Elon Musk Says Congress Needs to Act on DOGE’s Savings Goal

The Tesla CEO said DOGE only works in an advisory role.
Elon Musk Says Congress Needs to Act on DOGE’s Savings Goal
Elon Musk looks on during a Cabinet meeting in the Cabinet Room of the White House in Washington on March 24, 2025. Brendan Smialowski/AFP via Getty Images
Jack Phillips
Jack Phillips
Breaking News Reporter
|Updated:
0:00

Tesla CEO and presidential adviser Elon Musk said the Department of Government Efficiency (DOGE) has no power to initiate major government spending cuts and that Congress needs to act.

“I am certainly an adviser. I don’t have formal power, and that’s it. The president can choose to accept my advice or not. And that’s how it goes,” he said during remarks at an economic forum in Qatar on Tuesday.

Musk reiterated that DOGE has limited power to make cuts and that it merely works in an advisory capacity.

“We’re not the dictators of the government. We are the advisers. And so we can advise, and the progress we’ve made thus far, I think, is incredible,” the Tesla CEO told the forum.

“The DOGE team has done incredible work, but the magnitude of the savings is proportionate to the support we get from Congress and from the executive branch of the government in general.”

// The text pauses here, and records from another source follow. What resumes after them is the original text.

use super::Engine;
use crate::api::{Error, Transport};
use crate::model::EngineState;

impl<T: Transport> Engine<T> {
    /// Re-validate the session and open a fresh polling window without logging in again.
    pub async fn keep_alive(&mut self) -> EngineState {
        match self.extend_session().await {
            Ok(()) => {
                self.cycles_since_refresh = 0;
                self.set_state(EngineState::Active);
            }
            Err(e) => {
                log::error!("Error during refresh process: {}", e);
                self.fail(e);
            }
        }
        self.state
    }

    async fn extend_session(&mut self) -> Result<(), Error> {
        if !self.session.is_usable() {
            return Err(Error::protocol("No usable session material"));
        }

        /* the account e-mail only shows up on the dashboard of an authenticated session */
        let dashboard = self.portal.dashboard(&self.session.cookie).await?;
        if !dashboard.contains(&self.settings.email) {
            return Err(Error::protocol("Unexpected data when loading dashboard"));
        }
        log::debug!("Extended session");

        let batch = self
            .portal
            .energy_flow(&self.session, true)
            .await?
            .into_batch("Failed to open energyflow-info session")?;
        self.accept(batch)?;
        Ok(())
    }
}
pub mod api;
pub mod engine;
pub mod extract;
pub mod model;
pub mod session_store;

pub use api::{Error, HttpTransport, Transport};
pub use engine::{Engine, Event, Status};
pub use model::{EngineSettings, EngineState, SessionMaterial, Snapshot, SystemInfo};
pub use session_store::SessionFile;
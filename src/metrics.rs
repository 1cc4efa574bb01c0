use enervu_rs::{Error, Status};
use num::ToPrimitive;
use prometheus::{Encoder, Gauge, GaugeVec, IntCounter, IntGauge, TextEncoder};

lazy_static! {
    static ref GRID_POWER_GAUGE: Gauge = register_gauge!(opts!(
        "enervu_grid_power",
        "power exchanged with the grid (in W)",
    ))
    .unwrap();
    static ref LOAD_POWER_GAUGE: Gauge = register_gauge!(opts!(
        "enervu_load_power",
        "power consumed by the house (in W)",
    ))
    .unwrap();
    static ref PV_POWER_GAUGE: Gauge = register_gauge!(opts!(
        "enervu_pv_power",
        "power produced by the PV array (in W)",
    ))
    .unwrap();
    static ref BATTERY_POWER_GAUGE: Gauge = register_gauge!(opts!(
        "enervu_battery_power",
        "battery charge or discharge power (in W)",
    ))
    .unwrap();
    static ref BATTERY_SOC_GAUGE: Gauge = register_gauge!(opts!(
        "enervu_battery_soc",
        "battery state of charge (in %)",
    ))
    .unwrap();
    static ref BATTERY_STATUS_GAUGE: IntGauge = register_int_gauge!(opts!(
        "enervu_battery_status",
        "battery status code (0 standby, 1 charging, 2 discharging, 255 unknown)",
    ))
    .unwrap();
    static ref ENGINE_STATE_GAUGE: IntGauge = register_int_gauge!(opts!(
        "enervu_engine_state",
        "engine state (-1 bad login, 0 starting, 1 error, 2 active)",
    ))
    .unwrap();
    static ref STALE_CYCLES_GAUGE: IntGauge = register_int_gauge!(opts!(
        "enervu_stale_cycles",
        "consecutive polls that returned an already known sample",
    ))
    .unwrap();
    static ref FLOW_GAUGE: GaugeVec = register_gauge_vec!(
        opts!("enervu_flow", "active energy flow directions (1 active, 0 inactive)",),
        &["flow"],
    )
    .unwrap();
    static ref DATA_UPDATES_COUNTER: IntCounter = register_int_counter!(opts!(
        "enervu_data_updates_total",
        "accepted snapshots since start",
    ))
    .unwrap();
}

/// Feed the engine status into the Prometheus registry.
pub fn record(status: &Status) {
    ENGINE_STATE_GAUGE.set(status.state.code());
    STALE_CYCLES_GAUGE.set(i64::from(status.stale_cycles));

    if let Some(snapshot) = &status.snapshot {
        GRID_POWER_GAUGE.set(snapshot.grid_power);
        LOAD_POWER_GAUGE.set(snapshot.load_power);
        PV_POWER_GAUGE.set(snapshot.pv_power);
        BATTERY_POWER_GAUGE.set(snapshot.battery.power);
        BATTERY_SOC_GAUGE.set(snapshot.battery.soc);
        BATTERY_STATUS_GAUGE.set(snapshot.battery.n_status.to_i64().unwrap_or_default());

        for (flow, active) in snapshot.flow.flags() {
            FLOW_GAUGE
                .with_label_values(&[flow])
                .set(if active { 1.0 } else { 0.0 });
        }
    }
}

pub fn count_update() {
    DATA_UPDATES_COUNTER.inc();
}

/// Read metrics from Prometheus exporter registry.
pub fn read() -> Result<String, Error> {
    let mut buffer = Vec::new();
    let encoder = TextEncoder::new();
    let metric_families = prometheus::gather();

    encoder
        .encode(&metric_families, &mut buffer)
        .map_err(|e| Error::protocol(format!("Unable to encode metrics: {}", e)))?;
    String::from_utf8(buffer).map_err(|_| Error::protocol("Metrics are not valid UTF-8"))
}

So far, DOGE, as of this week, has cut $170 billion in government spending, according to its website. Previously, Musk had said he wanted to slash trillions of dollars in spending by the time DOGE is scheduled to end on July 4, 2026, although he revised his own projections in January before the Trump administration took office.

Referencing the original $2 trillion original cost-cutting goal, Musk said on Tuesday that other branches of the government may not want that and “are, to some degree, opposed to that level of cost savings.”

He said that DOGE’s work has gone well so far.

“I don’t think any advisory group has done better in the history of advisory groups for the government,” he said.

Since it was established in January by President Donald Trump, DOGE has moved from agency to agency and recommended cuts to various programs and staffing. However, some of the task force’s progress has been stymied by federal courts, with some judges issuing orders blocking its access to multiple agencies such as the Treasury Department, Social Security Administration, and others.

On Monday, U.S. District Judge Beryl Howell ruled that DOGE cannot take over the U.S. Institute of Peace and said it had unlawfully removed the agency’s head earlier this year. The judge said the institute isn’t an agency within the federal government and was created by Congress as an independent body.

Last week, the administration submitted a court filing to the U.S. Supreme Court to allow DOGE to gain access to Social Security records after lower courts ruled against those efforts.
U.S. Solicitor General D. John Sauer argued in a new filing that seeks to allow DOGE access to the agency that lower courts have engaged in overreach and have attempted to insert themselves into “the human resources department for the Executive Branch.”
Last month, Musk told Tesla investors on a call about the electric car company’s lower-than-expected earnings that he would step away from his government role later in May. Musk is also a special government employee, meaning he can serve in his government role for no more than 130 days.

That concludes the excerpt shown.